TASK REQUIREMENTS »
Determine how many lines of the entries that follow contain "next", and respond with that number alone.

RECORDS FOR THE EXERCISE »

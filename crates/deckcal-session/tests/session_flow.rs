use approx::assert_abs_diff_eq;
use deckcal_core::{CriticalPoint, Transform};
use deckcal_session::{
    Axis, CalibrationError, DeckCalibrationConfig, DeckCalibrationFile, DeckContext,
    ModelRegistry, Mount, MotionError, MoveTarget, PipetteIdentity, PointLabel, SessionState,
    SessionToken, SimulatedGantry, StaticPipettes,
};
use nalgebra::Point2;
use std::sync::Arc;

const TIP_LENGTH: f64 = 51.7;
const MEASURED: [[f64; 2]; 3] = [
    [13.16824337, 8.30855312],
    [380.50507635, -23.82925545],
    [34.87002331, 256.36103295],
];

fn context_with(config: DeckCalibrationConfig) -> (DeckContext, Arc<SimulatedGantry>) {
    let gantry = Arc::new(SimulatedGantry::homed_at(config.home_transform()));
    let pipettes = Arc::new(StaticPipettes::new([PipetteIdentity::new(
        Mount::Left,
        "p300_multi_v1",
    )
    .with_id("P3HMV2018071201")]));
    let ctx = DeckContext::new(
        config,
        ModelRegistry::builtin(),
        gantry.clone(),
        pipettes,
    )
    .expect("context");
    (ctx, gantry)
}

fn context() -> (DeckContext, Arc<SimulatedGantry>) {
    context_with(DeckCalibrationConfig::default())
}

fn tool(ctx: &DeckContext) -> nalgebra::Point3<f64> {
    ctx.tool_position(Mount::Left, ctx.config().critical_point)
        .expect("tool position")
}

/// Jog along `axis` until the tool coordinate reaches `target`.
fn jog_to(ctx: &DeckContext, token: &SessionToken, axis: Axis, target: f64) {
    let delta = target - tool(ctx)[axis.index()];
    let direction = if delta < 0.0 { -1 } else { 1 };
    ctx.jog(token, axis, direction, delta.abs()).expect("jog");
}

fn started(ctx: &DeckContext) -> SessionToken {
    let token = ctx.start(Mount::Left).expect("start").token;
    ctx.attach_tip(&token, TIP_LENGTH).expect("attach tip");
    token
}

fn collect_points(ctx: &DeckContext, token: &SessionToken) {
    ctx.move_to_point(token, MoveTarget::SafeZ).expect("move safeZ");
    ctx.jog(token, Axis::Z, -1, 4.5).expect("jog down");
    assert_abs_diff_eq!(ctx.save_z(token).expect("save z"), 0.5, epsilon = 1e-9);

    for (label, [x, y]) in PointLabel::ALL.into_iter().zip(MEASURED) {
        ctx.move_to_point(token, MoveTarget::Point(label))
            .expect("move to point");
        jog_to(ctx, token, Axis::X, x);
        jog_to(ctx, token, Axis::Y, y);
        let saved = ctx.save_xy(token, label).expect("save xy");
        assert_abs_diff_eq!(saved.x, x, epsilon = 1e-9);
        assert_abs_diff_eq!(saved.y, y, epsilon = 1e-9);
    }
}

fn five_degree_transform() -> Transform {
    let (s5, c5) = 5.0_f64.to_radians().sin_cos();
    Transform::from_array([
        [c5, s5, 0.0, 0.3],
        [-s5, c5, 0.0, 0.4],
        [0.0, 0.0, 1.0, 0.5],
        [0.0, 0.0, 0.0, 1.0],
    ])
    .expect("affine")
}

#[test]
fn recovers_five_degree_deck_skew_end_to_end() {
    let dir = tempfile::tempdir().expect("tempdir");
    let cal_path = dir.path().join("deck_calibration.json");
    let mut config = DeckCalibrationConfig::default();
    config.calibration_path = Some(cal_path.clone());
    let (ctx, _gantry) = context_with(config.clone());

    let token = started(&ctx);
    collect_points(&ctx, &token);

    let before = tool(&ctx);
    let fit = ctx.save_transform(&token).expect("save transform");
    let expected = five_degree_transform();
    assert!(
        fit.transform.approx_eq(&expected, 1e-6),
        "got {:?}",
        fit.transform.to_array()
    );
    assert!(ctx.deck_correction().approx_eq(&expected, 1e-6));
    assert!(fit.rms_residual < 1e-6);

    // committing changes the frame, not where the tool physically is
    let after = tool(&ctx);
    assert_abs_diff_eq!((after - before).norm(), 0.0, epsilon = 1e-9);

    let session = ctx.session().expect("session");
    assert_eq!(session.state(), SessionState::TransformComputed);
    assert!(matches!(
        ctx.move_to_point(&token, MoveTarget::SafeZ),
        Err(CalibrationError::StateConflict { .. })
    ));

    let stored = DeckCalibrationFile::load_json(&cal_path).expect("calibration file");
    assert!(stored.gantry_calibration.approx_eq(&expected, 1e-6));
    assert_eq!(
        stored.pipette.as_ref().map(|p| p.model.as_str()),
        Some("p300_multi_v1")
    );

    assert!(ctx.release(&token));
    let (reloaded, _) = context_with(config);
    assert!(reloaded.deck_correction().approx_eq(&expected, 1e-6));
}

#[test]
fn moves_after_commit_land_on_the_physical_crosses() {
    let (ctx, _gantry) = context();
    let token = started(&ctx);
    collect_points(&ctx, &token);
    ctx.save_transform(&token).expect("save transform");
    ctx.release(&token);

    let token = started(&ctx);
    ctx.move_to_point(&token, MoveTarget::Point(PointLabel::Two))
        .expect("move");
    let p = tool(&ctx);
    assert_abs_diff_eq!(p.x, MEASURED[1][0], epsilon = 1e-6);
    assert_abs_diff_eq!(p.y, MEASURED[1][1], epsilon = 1e-6);
    assert_abs_diff_eq!(p.z, ctx.config().point_height + 0.5, epsilon = 1e-6);

    let resolved = ctx
        .absolute("pipette.left", CriticalPoint::FrontNozzle)
        .expect("absolute");
    assert_abs_diff_eq!(resolved.position().x, p.x, epsilon = 1e-9);
}

#[test]
fn second_start_conflicts_and_keeps_the_first_session() {
    let (ctx, _gantry) = context();
    let token = ctx.start(Mount::Left).expect("start");
    assert!(matches!(
        ctx.start(Mount::Left),
        Err(CalibrationError::SessionConflict)
    ));
    assert!(matches!(
        ctx.start(Mount::Right),
        Err(CalibrationError::SessionConflict)
    ));
    ctx.attach_tip(&token.token, TIP_LENGTH)
        .expect("original token still valid");
}

#[test]
fn start_resolves_the_pipette_or_fails() {
    let gantry = Arc::new(SimulatedGantry::default());
    let pipettes = Arc::new(StaticPipettes::new([PipetteIdentity::new(
        Mount::Right,
        "p10_single",
    )]));
    let ctx = DeckContext::new(
        DeckCalibrationConfig::default(),
        ModelRegistry::builtin(),
        gantry,
        pipettes,
    )
    .expect("context");

    assert!(matches!(
        ctx.start(Mount::Left),
        Err(CalibrationError::NoPipetteAttached(Mount::Left))
    ));
    let start = ctx.start_any(None, false).expect("auto mount");
    assert_eq!(start.pipette.mount, Mount::Right);
    assert_eq!(start.pipette.model, "p10_single_v1");
    assert_eq!(start.channels, 1);

    let forced = ctx.start_any(Some(Mount::Right), true).expect("forced");
    assert_ne!(forced.token, start.token);
    assert!(matches!(
        ctx.attach_tip(&start.token, TIP_LENGTH),
        Err(CalibrationError::InvalidToken)
    ));
}

#[test]
fn wrong_token_changes_nothing() {
    let (ctx, gantry) = context();
    let token = started(&ctx);
    ctx.move_to_point(&token, MoveTarget::SafeZ).expect("move");
    let moves = gantry.motion_count();
    let snapshot = ctx.session().expect("session");

    let (other, _) = context();
    let stranger = other.start(Mount::Left).expect("other start").token;

    assert!(matches!(
        ctx.jog(&stranger, Axis::Z, -1, 1.0),
        Err(CalibrationError::InvalidToken)
    ));
    assert!(matches!(
        ctx.save_z(&stranger),
        Err(CalibrationError::InvalidToken)
    ));
    assert!(matches!(
        ctx.move_to_point(&stranger, MoveTarget::Point(PointLabel::One)),
        Err(CalibrationError::InvalidToken)
    ));
    assert!(!ctx.release(&stranger));

    let after = ctx.session().expect("session");
    assert_eq!(gantry.motion_count(), moves);
    assert_eq!(after.state(), snapshot.state());
    assert_eq!(after.last_move(), snapshot.last_move());
    assert_eq!(after.log().len(), snapshot.log().len());
}

#[test]
fn incomplete_points_leave_the_root_alone() {
    let (ctx, _gantry) = context();
    let token = ctx.start(Mount::Left).expect("start").token;
    let root = ctx.deck_correction();

    match ctx.save_transform(&token) {
        Err(CalibrationError::IncompletePoints {
            missing_points,
            z_offset_missing,
        }) => {
            assert_eq!(missing_points.len(), 3);
            assert!(z_offset_missing);
        }
        other => panic!("unexpected {other:?}"),
    }

    ctx.attach_tip(&token, TIP_LENGTH).expect("tip");
    ctx.move_to_point(&token, MoveTarget::Point(PointLabel::One))
        .expect("move");
    ctx.save_xy(&token, PointLabel::One).expect("save");
    assert!(matches!(
        ctx.save_transform(&token),
        Err(CalibrationError::IncompletePoints { .. })
    ));
    assert_eq!(ctx.deck_correction(), root);
    assert_eq!(
        ctx.session().expect("session").state(),
        SessionState::PointCollection
    );
}

#[test]
fn failed_calibration_write_keeps_the_previous_correction() {
    let dir = tempfile::tempdir().expect("tempdir");
    let mut config = DeckCalibrationConfig::default();
    config.calibration_path = Some(dir.path().join("missing").join("deck_calibration.json"));
    let (ctx, _gantry) = context_with(config);

    let token = started(&ctx);
    collect_points(&ctx, &token);
    let root = ctx.deck_correction();

    let err = ctx.save_transform(&token).expect_err("unwritable path");
    assert_eq!(err.code(), "io_error");
    assert_eq!(ctx.deck_correction(), root);
    assert_eq!(root, Transform::identity());
    let session = ctx.session().expect("session");
    assert_eq!(session.state(), SessionState::PointCollection);
    assert!(!session.log().last().expect("log entry").success);
}

#[test]
fn collinear_measurements_are_refused() {
    let (ctx, _gantry) = context();
    let token = started(&ctx);
    ctx.move_to_point(&token, MoveTarget::SafeZ).expect("safe z");
    ctx.save_z(&token).expect("z");
    for label in PointLabel::ALL {
        ctx.move_to_point(&token, MoveTarget::Point(label))
            .expect("move");
        // pin every point onto the same horizontal line
        jog_to(&ctx, &token, Axis::Y, 100.0);
        ctx.save_xy(&token, label).expect("save");
    }
    let err = ctx.save_transform(&token).expect_err("collinear");
    assert_eq!(err.code(), "ill_conditioned_calibration");
    assert_eq!(ctx.deck_correction(), Transform::identity());
}

#[test]
fn saves_need_the_matching_move() {
    let (ctx, _gantry) = context();
    let token = started(&ctx);
    assert!(matches!(
        ctx.jog(&token, Axis::X, 1, 1.0),
        Err(CalibrationError::StateConflict { command: "jog", .. })
    ));
    ctx.move_to_point(&token, MoveTarget::Point(PointLabel::One))
        .expect("move");
    assert!(matches!(
        ctx.save_z(&token),
        Err(CalibrationError::NoPriorMove { .. })
    ));
    assert!(matches!(
        ctx.save_xy(&token, PointLabel::Two),
        Err(CalibrationError::NoPriorMove { .. })
    ));
    ctx.save_xy(&token, PointLabel::One).expect("matching save");
}

#[test]
fn release_invalidates_the_token_and_drops_the_tip() {
    let (ctx, _gantry) = context();
    let token = started(&ctx);
    let with_tip = ctx
        .absolute("pipette.left", CriticalPoint::Tip)
        .expect("tip");

    assert!(ctx.release(&token));
    assert!(!ctx.release(&token));
    assert!(ctx.session().is_none());

    let bare = ctx
        .absolute("pipette.left", CriticalPoint::Tip)
        .expect("bare");
    assert_abs_diff_eq!(
        bare.position().z - with_tip.position().z,
        TIP_LENGTH,
        epsilon = 1e-9
    );
    for result in [
        ctx.attach_tip(&token, TIP_LENGTH),
        ctx.save_z(&token).map(|_| ()),
        ctx.save_transform(&token).map(|_| ()),
    ] {
        assert!(matches!(result, Err(CalibrationError::InvalidToken)));
    }
}

#[test]
fn motion_errors_pass_through_unmodified() {
    let (ctx, gantry) = context();
    let token = started(&ctx);

    gantry.inject_fault(MotionError::Stall { axis: Axis::Y });
    match ctx.move_to_point(&token, MoveTarget::SafeZ) {
        Err(CalibrationError::Motion(MotionError::Stall { axis })) => assert_eq!(axis, Axis::Y),
        other => panic!("unexpected {other:?}"),
    }
    let session = ctx.session().expect("session");
    assert_eq!(session.state(), SessionState::TipAttached);
    assert_eq!(session.last_move(), None);
    assert!(!session.log().last().expect("log entry").success);

    ctx.move_to_point(&token, MoveTarget::SafeZ).expect("retry");
    gantry.inject_fault(MotionError::Timeout);
    let err = ctx.jog(&token, Axis::Z, -1, 2.0).expect_err("timeout");
    assert_eq!(err.code(), "motion_timeout");
    assert_eq!(ctx.session().expect("session").pending_jog().z, 0.0);
}

#[test]
fn abandoned_sessions_are_reaped() {
    let mut config = DeckCalibrationConfig::default();
    config.session_timeout_secs = Some(0);
    let (ctx, _gantry) = context_with(config);

    let token = ctx.start(Mount::Left).expect("start").token;
    assert!(matches!(
        ctx.attach_tip(&token, TIP_LENGTH),
        Err(CalibrationError::InvalidToken)
    ));
    let next = ctx.start(Mount::Left).expect("slot is free again").token;
    assert_eq!(ctx.reap_abandoned(), Some(next));
    assert_eq!(ctx.reap_abandoned(), None);
}

#[test]
fn pipettes_cannot_be_swapped_under_an_active_session() {
    let (ctx, _gantry) = context();
    let token = ctx.start(Mount::Left).expect("start").token;
    assert!(matches!(
        ctx.refresh_pipette(Mount::Left),
        Err(CalibrationError::SessionConflict)
    ));
    assert!(ctx.refresh_pipette(Mount::Right).expect("right").is_none());
    ctx.release(&token);
    let model = ctx.refresh_pipette(Mount::Left).expect("left");
    assert_eq!(model.map(|m| m.channels), Some(8));
}

#[test]
fn measured_xy_is_recorded_in_physical_coordinates() {
    let (ctx, _gantry) = context();
    let token = started(&ctx);
    ctx.move_to_point(&token, MoveTarget::Point(PointLabel::Three))
        .expect("move");
    let saved = ctx.save_xy(&token, PointLabel::Three).expect("save");
    let nominal = ctx.config().points.nominal(PointLabel::Three);
    assert_abs_diff_eq!(saved, Point2::new(nominal.x, nominal.y), epsilon = 1e-9);
}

TASK RESPONSE »
2